The long-term effects of increasing CO2 levels on melting Antarctic Ice have been revealed by fossilised leaves buried in sediments under an ancient crater lake in Central Otago by researchers from New Zealand. Buried in these sediments where there is no oxygen to decompose the sediment cores were annual layers much akin to annular rings of trees. Like the annular rings of trees which trap within it the atmospheric conditions of a particular year, the sediments also gives us an idea of the conditions of that time.
Studying the stomata cells in the leaf fossils and the carbon isotope ratios; help us to gauge the atmospheric CO2 levels at that part of the time quite accurately. According to paleoclimatologist, Dr Beth Fox of the University of Waikato said that the ice at that time melted about 125% of present levels to about 50% of current levels. This was a gigantic amount, and the ice melt continued even after the CO2 concentrations in the atmosphere went down. According to Dr Fox the process of ice melt continued once the process was kick-started by abnormally high levels of CO2 in the atmosphere.

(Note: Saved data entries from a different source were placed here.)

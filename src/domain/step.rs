// ==========================================
// 减停排程系统 - 方案步骤实体
// ==========================================
// 职责: 定义步骤 (Step) 与归一化剂量映射
// 红线: 步骤构造即归一化,同一时段同一药物出现两次时求和
// ==========================================

use crate::domain::types::{SlotDose, StepId, Successor, TimeOfDay};
use std::collections::BTreeMap;

/// 剂量比较容差 (mg)
pub const DOSE_EPSILON: f64 = 1e-6;

// ==========================================
// DoseMap - 归一化剂量映射
// ==========================================

/// 药物 -> 时段 -> 剂量(mg)
///
/// 只保存非零剂量；按药名、时段有序，保证遍历确定性。
#[derive(Debug, Clone, Default, PartialEq)]
pub struct DoseMap {
    doses: BTreeMap<String, BTreeMap<TimeOfDay, f64>>,
}

impl DoseMap {
    pub fn new() -> Self {
        Self::default()
    }

    /// 由各时段剂量变体归一化
    pub fn from_slots(slots: &BTreeMap<TimeOfDay, SlotDose>) -> Self {
        let mut map = Self::new();
        for (slot, dose) in slots {
            for (medication, mg) in dose.pairs() {
                map.add(medication, *slot, mg);
            }
        }
        map
    }

    /// 累加某药物在某时段的剂量
    pub fn add(&mut self, medication: &str, slot: TimeOfDay, mg: f64) {
        if mg.abs() < DOSE_EPSILON {
            return;
        }
        *self
            .doses
            .entry(medication.to_string())
            .or_default()
            .entry(slot)
            .or_insert(0.0) += mg;
    }

    /// 是否开具该药物（任一时段）
    pub fn prescribes(&self, medication: &str) -> bool {
        self.doses.contains_key(medication)
    }

    /// 某药物在某时段的剂量，未开具为 0
    pub fn dose_at(&self, medication: &str, slot: TimeOfDay) -> f64 {
        self.doses
            .get(medication)
            .and_then(|slots| slots.get(&slot))
            .copied()
            .unwrap_or(0.0)
    }

    /// 某药物的时段剂量表
    pub fn slots_for(&self, medication: &str) -> Option<&BTreeMap<TimeOfDay, f64>> {
        self.doses.get(medication)
    }

    /// 药物名（字母序）
    pub fn medications(&self) -> impl Iterator<Item = &str> {
        self.doses.keys().map(|m| m.as_str())
    }

    /// 某药物需要覆盖的不同剂量（升序去重）
    pub fn distinct_doses(&self, medication: &str) -> Vec<f64> {
        let mut distinct: Vec<f64> = Vec::new();
        if let Some(slots) = self.doses.get(medication) {
            for mg in slots.values() {
                if !distinct.iter().any(|d| (d - mg).abs() < DOSE_EPSILON) {
                    distinct.push(*mg);
                }
            }
        }
        distinct.sort_by(|a, b| a.total_cmp(b));
        distinct
    }

    /// 遍历全部 (药物, 时段, 剂量)
    pub fn iter(&self) -> impl Iterator<Item = (&str, TimeOfDay, f64)> {
        self.doses.iter().flat_map(|(med, slots)| {
            slots.iter().map(move |(slot, mg)| (med.as_str(), *slot, *mg))
        })
    }

    pub fn is_empty(&self) -> bool {
        self.doses.is_empty()
    }
}

// ==========================================
// Step - 方案步骤
// ==========================================

/// 减停方案中的一个阶段：固定时段给药，持续固定周数
#[derive(Debug, Clone)]
pub struct Step {
    pub id: StepId,
    pub weeks: u32,
    pub slots: BTreeMap<TimeOfDay, SlotDose>,
    pub next: Successor,
    doses: DoseMap,
}

impl Step {
    pub fn new(
        id: StepId,
        weeks: u32,
        slots: BTreeMap<TimeOfDay, SlotDose>,
        next: Successor,
    ) -> Self {
        let doses = DoseMap::from_slots(&slots);
        Self {
            id,
            weeks,
            slots,
            next,
            doses,
        }
    }

    /// 归一化后的剂量映射
    pub fn doses(&self) -> &DoseMap {
        &self.doses
    }

    pub fn is_terminal(&self) -> bool {
        self.next.is_end()
    }

    /// 持续天数
    pub fn days(&self) -> i64 {
        i64::from(self.weeks) * 7
    }
}

#[cfg(test)]
mod tests {
    use super::*;

    fn slots(entries: Vec<(TimeOfDay, SlotDose)>) -> BTreeMap<TimeOfDay, SlotDose> {
        entries.into_iter().collect()
    }

    #[test]
    fn test_normalization_flattens_combined_slots() {
        let step = Step::new(
            StepId::from("s1_1"),
            1,
            slots(vec![
                (TimeOfDay::Morning, SlotDose::Single("alprazolam".into(), 2.0)),
                (
                    TimeOfDay::Night,
                    SlotDose::Combined("alprazolam".into(), 1.5, "diazepam".into(), 10.0),
                ),
                (TimeOfDay::Midday, SlotDose::Empty),
            ]),
            Successor::End,
        );

        let doses = step.doses();
        assert_eq!(doses.dose_at("alprazolam", TimeOfDay::Morning), 2.0);
        assert_eq!(doses.dose_at("alprazolam", TimeOfDay::Night), 1.5);
        assert_eq!(doses.dose_at("diazepam", TimeOfDay::Night), 10.0);
        assert_eq!(doses.dose_at("diazepam", TimeOfDay::Midday), 0.0);
        assert_eq!(doses.medications().collect::<Vec<_>>(), vec!["alprazolam", "diazepam"]);
        assert_eq!(doses.distinct_doses("alprazolam"), vec![1.5, 2.0]);
    }

    #[test]
    fn test_same_medication_twice_in_slot_is_summed() {
        let step = Step::new(
            StepId::from("x"),
            2,
            slots(vec![(
                TimeOfDay::Night,
                SlotDose::Combined("diazepam".into(), 5.0, "diazepam".into(), 2.5),
            )]),
            Successor::End,
        );
        assert_eq!(step.doses().dose_at("diazepam", TimeOfDay::Night), 7.5);
        assert_eq!(step.days(), 14);
        assert!(step.is_terminal());
    }

    #[test]
    fn test_empty_step_prescribes_nothing() {
        let step = Step::new(StepId::from("x"), 1, BTreeMap::new(), Successor::End);
        assert!(step.doses().is_empty());
        assert!(!step.doses().prescribes("diazepam"));
        assert!(step.doses().distinct_doses("diazepam").is_empty());
    }
}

The Fossilised leaves reveal that Antarctic ice had melted some 23 million years ago. It revealed that there was a sharp increase in CO2 levels and precipitated a big collapse of the ice sheet. The study of the stomata cells indicated an increase of carbon dioxide levels from 500 parts per million to 750 and 1550 ppm over a span of fewer than 10,000 years. The surprising aspect of the discovery was that these fluctuations happened over a period which is relatively short on a geological time scale.
The most worrying part of the story is that irreversibility of the process which once kick-started cannot be stopped. This fact must have sent shivers down the spine of climate scientists because the process of ice melting on the Poles have already started, and if it is an irreversible process, it will have cataclysmic consequences even if we stop using hydrocarbons now.